Alexrasnitsynia permiana, Prokop, Jakub & Nel, Andre, 2011
publication ID |
https://dx.doi.org/10.3897/zookeys.130.1311 |
persistent identifier |
https://treatment.plazi.org/id/4447BC8A-0883-32EE-D054-0ADFE9B1BD32 |
treatment provided by |
|
scientific name |
Alexrasnitsynia permiana |
status |
sp. n. |
Alexrasnitsynia permiana ZBK sp. n. Figs 2 A–B
Material.
Holotype LdLAP 318A (Lapeyrie collection, prints of two identical wings), stored at the Musée of Lodève, France.
Type strata and locality.
Middle Permian, Guadalupian, Mérifons Member, Salagou Formation, Lodève, Languedoc, France ( Garric 2000; Béthoux et al. 2002).
Diagnosis.
That of the family.
Description.
Wing 11.8 mm long, 3.9 mm wide; ScP simple, ending in costal margin near mid part of wing, a narrow area between it and C without visible crossveins; area between C and RA relatively broad, 0.6 mm wide, with a row of simple oblique crossveins; RA simple ending on anterior wing margin 0.4 mm from wing apex; RP separating from RA 2.6 mm from wing base; RP with six-seven branches and covering a broad area with series of crossveins; CuA, MP, and MA diverging at the same point, 1.3 mm from wing base; MA very closely parallel to radial stem and reaching RP, fused with it for 0.6 mm, and separating again distally, MA simple, slightly curved; MP simple; CuA with three short distal branches; a series of crossvein s between MP and CuA; a broad area between CuA and CuP with crossveins; one anal vein preserved at least.
Discussion.
As the two wings show the same convexity of the veins and are very close, they are likely to be a fore- and a hindwing of the same specimen, but it is impossible to determine which one is the forewing.

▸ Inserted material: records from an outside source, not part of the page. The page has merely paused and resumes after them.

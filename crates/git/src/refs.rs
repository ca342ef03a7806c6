//! Ref selection: enumerates a repository's branches and tags, applies the
//! source's include/exclude patterns, resolves `HEAD`/`.` tokens against the
//! current (possibly detached) checkout, and associates linked worktrees
//! with the refs they have checked out.

use std::path::PathBuf;

use git2::{BranchType, Repository};
use serde::Serialize;

use crate::manager::LoadedRepository;
use crate::GitError;
use pattern::{MatchOptions, PatternList};

#[derive(Debug, Clone, Copy, PartialEq, Eq, Hash, Serialize)]
#[serde(rename_all = "lowercase")]
pub enum RefKind {
    Branch,
    Tag,
}

impl std::fmt::Display for RefKind {
    fn fmt(&self, f: &mut std::fmt::Formatter<'_>) -> std::fmt::Result {
        match self {
            RefKind::Branch => f.write_str("branch"),
            RefKind::Tag => f.write_str("tag"),
        }
    }
}

/// One selected ref, the unit the start-path resolver fans out over.
#[derive(Debug, Clone, PartialEq)]
pub struct Ref {
    pub kind: RefKind,
    pub shortname: String,
    pub fullname: String,
    pub oid: String,
    /// Set when a checked-out working tree (main or linked) provides this
    /// ref's files.
    pub worktree_path: Option<PathBuf>,
    pub remote_name: Option<String>,
}

/// Which linked worktrees a source honors. The main worktree of a local
/// repository is always used for its current branch.
#[derive(Debug, Clone, Default, PartialEq)]
pub enum WorktreeFilter {
    #[default]
    None,
    All,
    Patterns(Vec<String>),
}

impl WorktreeFilter {
    fn allows(&self, basename: &str) -> Result<bool, GitError> {
        match self {
            WorktreeFilter::None => Ok(false),
            WorktreeFilter::All => Ok(true),
            WorktreeFilter::Patterns(patterns) => {
                let list = PatternList::compile(patterns, MatchOptions::default())?;
                Ok(list.matches(basename))
            }
        }
    }
}

#[derive(Debug, Clone, Default)]
pub struct RefSelection {
    pub branches: Vec<String>,
    pub tags: Vec<String>,
    pub worktrees: WorktreeFilter,
}

struct CurrentHead {
    shortname: Option<String>,
    oid: Option<String>,
    detached: bool,
}

fn current_head(repo: &Repository) -> CurrentHead {
    let detached = repo.head_detached().unwrap_or(false);
    match repo.head() {
        Ok(head) => CurrentHead {
            shortname: if detached {
                None
            } else {
                head.shorthand().map(str::to_string)
            },
            oid: head.target().map(|o| o.to_string()),
            detached,
        },
        // unborn HEAD (fresh bare cache): fall back to the symbolic target
        Err(_) => match repo.find_reference("HEAD") {
            Ok(head) => CurrentHead {
                shortname: head
                    .symbolic_target()
                    .map(|t| t.strip_prefix("refs/heads/").unwrap_or(t).to_string()),
                oid: None,
                detached: false,
            },
            Err(_) => CurrentHead {
                shortname: None,
                oid: None,
                detached: false,
            },
        },
    }
}

/// Produces the sequence of refs selected by the source's branch and tag
/// patterns, in discovery order, deduplicated by `(kind, fullname)`.
pub fn select_refs(
    loaded: &LoadedRepository,
    selection: &RefSelection,
) -> Result<Vec<Ref>, GitError> {
    loaded.with_repo(|repo| select_refs_inner(loaded, repo, selection))
}

fn select_refs_inner(
    loaded: &LoadedRepository,
    repo: &Repository,
    selection: &RefSelection,
) -> Result<Vec<Ref>, GitError> {
    let head = current_head(repo);

    // `HEAD` and `.` stand for the current branch; a detached HEAD with a
    // worktree materializes the detached commit instead
    let mut branch_patterns: Vec<String> = Vec::new();
    let mut want_detached = false;
    for pattern in &selection.branches {
        if pattern == "HEAD" || pattern == "." {
            match &head.shortname {
                Some(name) => branch_patterns.push(name.clone()),
                None => want_detached = head.detached,
            }
        } else {
            branch_patterns.push(pattern.clone());
        }
    }

    let mut selected: Vec<Ref> = Vec::new();
    if want_detached
        && loaded.work_tree.is_some()
        && let Some(oid) = &head.oid
    {
        selected.push(Ref {
            kind: RefKind::Branch,
            shortname: "HEAD".to_string(),
            fullname: "HEAD".to_string(),
            oid: oid.clone(),
            worktree_path: loaded.work_tree.clone(),
            remote_name: None,
        });
    }

    if !branch_patterns.is_empty() {
        let matcher = PatternList::compile(&branch_patterns, MatchOptions::default())?;
        for candidate in branch_candidates(loaded, repo)? {
            if matcher.matches(&candidate.shortname)
                && !selected
                    .iter()
                    .any(|r| r.kind == RefKind::Branch && r.fullname == candidate.fullname)
            {
                selected.push(candidate);
            }
        }
    }

    if !selection.tags.is_empty() {
        let matcher = PatternList::compile(&selection.tags, MatchOptions::default())?;
        for name in repo.tag_names(None)?.iter().flatten() {
            if !matcher.matches(name) {
                continue;
            }
            let fullname = format!("refs/tags/{name}");
            if selected
                .iter()
                .any(|r| r.kind == RefKind::Tag && r.fullname == fullname)
            {
                continue;
            }
            if let Ok(reference) = repo.find_reference(&fullname)
                && let Ok(commit) = reference.peel_to_commit()
            {
                selected.push(Ref {
                    kind: RefKind::Tag,
                    shortname: name.to_string(),
                    fullname,
                    oid: commit.id().to_string(),
                    worktree_path: None,
                    remote_name: None,
                });
            }
        }
    }

    if loaded.work_tree.is_some() {
        attach_worktrees(loaded, &head, selection, &mut selected)?;
    }

    Ok(selected)
}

Alexrasnitsynia has a pattern of wing venation characteristic of many Diaphanopterodea ( Martynoviidae , Biarmohymenidae , Asthenohymenidae , Rhaphidiopsidae , etc.), i.e. crossveins distinct, archedictyon absent, stems of M and R very close; CuA, MP and MA diverging at the same point; MA very closely parallel with radial stem and distally fused for a short distance with RP. Alexrasnitsynia differs from all the known representatives of this order, except Parelmoa Carpenter, 1947 and Permuralia Sinichenkova & Kukalová-Peck, 1997 in the very broad area between RA and anterior wing margin with several long simple oblique crossveins. It differs from these two last genera in vein MA strongly approximating radial stem, a very broad area between CuA and CuP, and CuA with weak secondary posterior branches ( Carpenter 1947, 1992; Kukalová-Peck and Sinichenkova 1992; Sinichenkova and Kukalová-Peck 1997).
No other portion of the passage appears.